Je rappelle que depuis plus de 10 ans, l'UFC n'a cessé
de dénoncer ce découpage inique. En vain! Un nouveau
découpage électoral qui témoigne d'une représentation
nationale équitable s'impose donc. Il faut mettre fin à
l'aberration qui consiste à faire élire le député de l'Assoli
par 11 000 électeurs et celui du Golfe par 138 000
électeurs.
En outre, le problème récurrent du financement des
activités des partis politiques mérite d'être
sérieusement pris en compte. Il convient, à cet égard,
d'appliquer dans les plus brefs délais, la loi sur le
financement des partis politiques pour permettre à la
démocratie de jouer pleinement son rôle.
Monsieur le Premier Ministre,
Malgré la majorité dont il peut
se prévaloir au sein de l'Assemblée Nationale, votre
gouvernement n'a pas le soutien de la majorité des
Togolais en terme de suffrages. Voilà pourquoi, dans
l'intérêt supérieur de la Nation, la recherche
permanente du consensus doit être la règle dans
l'adoption et la mise en œuvre des réformes essentielles
dont notre pays a besoin pour sortir définitivement de
la crise.
Voyez-vous, Monsieur le Premier
Ministre, nous pensons à l'UFC que dans une démocratie,
le débat ne peut être confisqué par le pouvoir, il doit
être large, il doit s'ouvrir en toute liberté à
l'opposition, en toute liberté à la société civile. Le
débat ne peut être entre l'immobilisme et l'action.

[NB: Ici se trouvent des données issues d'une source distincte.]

// SPDX-License-Identifier: BUSL-1.1
// Copyright (c) 2026 Alfred Jean LLC

//! `rcp fetch` - resolve a repo's manifest and its dependency closure
//! without checking anything out. Git fetch itself is out of scope (§1
//! Non-goals: distributed execution); this command validates the same
//! manifest/`-O` override inputs the rest of the CLI surface accepts so a
//! caller gets a clear, typed error rather than a missing subcommand.

use anyhow::Result;
use clap::Args;

use super::manifest_args::{load_manifest, resolve_overrides, ManifestArgs};

#[derive(Args)]
pub struct FetchArgs {
    #[command(flatten)]
    pub manifest: ManifestArgs,
}

pub async fn handle(mut args: FetchArgs) -> Result<()> {
    resolve_overrides(&mut args.manifest)?;
    let manifest = load_manifest(&args.manifest)?;
    println!(
        "resolved manifest for `{}` ({} declared dep(s))",
        manifest.repo_name,
        manifest.deps.len()
    );
    for dep in &manifest.deps {
        match args.manifest.override_paths.resolve(&dep.name) {
            Some(path) => println!("  {} -> local override {}", dep.name, path.display()),
            None => println!("  {} @ {} (not fetched: git fetch is out of scope)", dep.name, dep.revision),
        }
    }
    Ok(())
}
// SPDX-License-Identifier: BUSL-1.1
// Copyright (c) 2026 Alfred Jean LLC

use super::*;
use serde_json::json;

fn module_schema() -> Schema {
    Schema::new()
        .with_field("greeting", json!("hi"))
        .with_field("loud", json!(false))
}

#[test]
fn dollar_keys_route_to_module_properties() {
    let raw = json!({
        "$repo/greeter": { "greeting": "hello" },
        "name": "world",
    });
    let mut module_properties = IndexMap::new();
    module_properties.insert("repo/greeter".to_string(), module_schema());
    let schemas = SchemaSet {
        recipe_properties: None,
        module_properties,
        global_properties: IndexMap::new(),
        env_properties: IndexMap::new(),
    };

    let binding = bind(&raw, &HashMap::new(), &schemas).unwrap();
    assert_eq!(binding.module_properties["repo/greeter"]["greeting"], json!("hello"));
    assert_eq!(binding.module_properties["repo/greeter"]["loud"], json!(false));
    assert_eq!(binding.recipe_properties["name"], json!("world"));
}

#[test]
fn missing_dollar_key_uses_all_defaults() {
    let raw = json!({});
    let mut module_properties = IndexMap::new();
    module_properties.insert("repo/greeter".to_string(), module_schema());
    let schemas = SchemaSet {
        recipe_properties: None,
        module_properties,
        global_properties: IndexMap::new(),
        env_properties: IndexMap::new(),
    };

    let binding = bind(&raw, &HashMap::new(), &schemas).unwrap();
    assert_eq!(binding.module_properties["repo/greeter"]["greeting"], json!("hi"));
}

#[test]
fn unknown_field_is_a_decode_error() {
    let raw = json!({ "$repo/greeter": { "nonexistent": 1 } });
    let mut module_properties = IndexMap::new();
    module_properties.insert("repo/greeter".to_string(), module_schema());
    let schemas = SchemaSet {
        recipe_properties: None,
        module_properties,
        global_properties: IndexMap::new(),
        env_properties: IndexMap::new(),
    };

    let err = bind(&raw, &HashMap::new(), &schemas).unwrap_err();
    assert!(matches!(err, BindError::UnknownField { .. }));
}

#[test]
fn env_properties_decode_from_uppercased_env() {
    let mut env = HashMap::new();
    env.insert("my_key".to_string(), "value".to_string());
    let mut env_properties = IndexMap::new();
    env_properties.insert(
        "repo/env_mod".to_string(),
        Schema::new().with_field("MY_KEY", json!(null)),
    );
    let schemas = SchemaSet {
        recipe_properties: None,
        module_properties: IndexMap::new(),
        global_properties: IndexMap::new(),
        env_properties,
    };

    let binding = bind(&json!({}), &env, &schemas).unwrap();
    assert_eq!(binding.env_properties["repo/env_mod"]["MY_KEY"], json!("value"));
}

#[test]
fn global_properties_read_from_shared_top_keys() {
    let raw = json!({ "feature_flag": true, "name": "world" });
    let mut global_properties = IndexMap::new();
    global_properties.insert(
        "repo/flags".to_string(),
        Schema::new().with_field("feature_flag", json!(false)),
    );
    let schemas = SchemaSet {
        recipe_properties: None,
        module_properties: IndexMap::new(),
        global_properties,
        env_properties: IndexMap::new(),
    };

    let binding = bind(&raw, &HashMap::new(), &schemas).unwrap();
    assert_eq!(binding.global_properties["repo/flags"]["feature_flag"], json!(true));
    assert_eq!(binding.recipe_properties["feature_flag"], json!(true));
}
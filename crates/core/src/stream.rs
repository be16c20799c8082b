// SPDX-License-Identifier: BUSL-1.1
// Copyright (c) 2026 Alfred Jean LLC

//! Stream sink event payloads (§4.3).
//!
//! The sink itself (annotation / structured emitters) lives in `rcp-storage`,
//! which depends on this crate; the event shapes and the `EventSink` trait
//! live here so `StepPresentation` (below, and in `step.rs`) can emit without
//! creating a dependency cycle.

use serde::{Deserialize, Serialize};
use serde_json::Value;

/// One event in the append-only step lifecycle stream (§4.3 table).
#[derive(Debug, Clone, PartialEq, Serialize, Deserialize)]
#[serde(tag = "kind", rename_all = "snake_case")]
pub enum StepEvent {
    StepOpened {
        name: String,
        cmd: Vec<String>,
        env: Vec<(String, String)>,
        cwd: Option<String>,
    },
    StepLogLine {
        name: String,
        log_name: String,
        line: String,
    },
    StepSetText {
        name: String,
        text: String,
    },
    StepSetSummary {
        name: String,
        summary: String,
    },
    StepSetLink {
        name: String,
        link_name: String,
        url: String,
    },
    StepSetProperty {
        name: String,
        key: String,
        value: Value,
    },
    StepClosed {
        name: String,
        status: StepStatus,
        status_details: Option<String>,
    },
    RecipeEnded {
        status: StepStatus,
        summary: String,
    },
}

/// Final status of a step or recipe (§3 StepPresentation, §8 invariant 6).
///
/// `Pending`/`Running` are open-step states never emitted in a `StepClosed`
/// event; they exist so the engine driver can track in-flight steps.
#[derive(Debug, Clone, Copy, PartialEq, Eq, Serialize, Deserialize)]
#[serde(rename_all = "snake_case")]
pub enum StepStatus {
    Pending,
    Running,
    Success,
    Failure,
    InfraFailure,
    Warning,
    Exception,
    Canceled,
}

impl StepStatus {
    pub fn is_terminal(self) -> bool {
        !matches!(self, StepStatus::Pending | StepStatus::Running)
    }

    pub fn is_ok(self) -> bool {
        matches!(self, StepStatus::Success | StepStatus::Warning)
    }
}

impl std::fmt::Display for StepStatus {
    fn fmt(&self, f: &mut std::fmt::Formatter<'_>) -> std::fmt::Result {
        let s = match self {
            StepStatus::Pending => "pending",
            StepStatus::Running => "running",
            StepStatus::Success => "success",
            StepStatus::Failure => "failure",
            StepStatus::InfraFailure => "infra_failure",
            StepStatus::Warning => "warning",
            StepStatus::Exception => "exception",
            StepStatus::Canceled => "canceled",
        };
        write!(f, "{}", s)
    }
}

/// Accepts the append-only event sequence described in §4.3.
///
/// Implemented by the annotation emitter and the structured emitter in
/// `rcp-storage`; implemented trivially by the simulation harness to record
/// events into an ordered map for golden comparison.
pub trait EventSink: Send + Sync {
    fn emit(&self, event: StepEvent);
}

/// A sink that drops every event; useful as a default/no-op collaborator.
pub struct NullSink;

impl EventSink for NullSink {
    fn emit(&self, _event: StepEvent) {}
}

#[cfg(test)]
#[path = "stream_tests.rs"]
mod tests;
//! Shared helpers for the black-box `rcp` CLI specs.

#![allow(dead_code)]

use assert_cmd::Command;
use std::path::Path;

/// A fresh `rcp` invocation rooted at the given working directory.
pub fn rcp_in(dir: &Path) -> Command {
    let mut cmd = Command::cargo_bin("rcp").expect("rcp binary built");
    cmd.current_dir(dir);
    cmd
}

/// A fresh `rcp` invocation in the current working directory, for specs
/// that don't touch the filesystem (pure stdout/stderr/exit-code checks).
pub fn rcp() -> Command {
    Command::cargo_bin("rcp").expect("rcp binary built")
}
use crate::prelude::rcp;

#[test]
fn top_level_help_lists_every_subcommand() {
    let assert = rcp().arg("--help").assert().success();
    let stdout = String::from_utf8_lossy(&assert.get_output().stdout).to_string();
    for sub in [
        "run",
        "test",
        "fetch",
        "bundle",
        "doc",
        "lint",
        "analyze",
        "manual-roll",
        "autoroll",
    ] {
        assert!(stdout.contains(sub), "help text missing `{sub}`:\n{stdout}");
    }
}

#[test]
fn run_help_describes_properties_file_flag() {
    let assert = rcp().args(["run", "--help"]).assert().success();
    let stdout = String::from_utf8_lossy(&assert.get_output().stdout).to_string();
    assert!(stdout.contains("--properties-file"));
}

#[test]
fn no_subcommand_exits_nonzero_with_usage() {
    rcp().assert().failure();
}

L'action doit être volontaire. Elle doit soutenir
l'initiative, assurer le renouvellement et, le moment
venu, l'alternance démocratique, facteur de
développement et de progrès.
Monsieur le premier Ministre,
Le groupe parlementaire UFC ne retrouve pas dans votre
exposé, votre capacité à prendre en compte les
véritables préoccupations des populations togolaises et
votre engagement déterminé à mettre œuvre les nombreuses
recommandations visant l'instauration de la démocratie
et l'Etat de droit dans notre pays, notamment celles des
Nations Unies en matière d'impunité et de respect des
libertés publiques, celles de l'Union Européenne, celles
de la Mission d'Observation Electorale de l'UE en
matière électorale. Au contraire vous démontrez, s'il en
est encore besoin, que vous appartenez à un système
réfractaire au changement.
A l'UFC, nous croyons plutôt en un Togo
généreux, volontaire et solidaire où chacun a sa place,
selon ses mérites, un Togo de toutes les chances.
Votre programme d'action, Monsieur le
Premier Ministre, ne peut recevoir le soutien des
parlementaires UFC.
Je vous remercie de votre attention.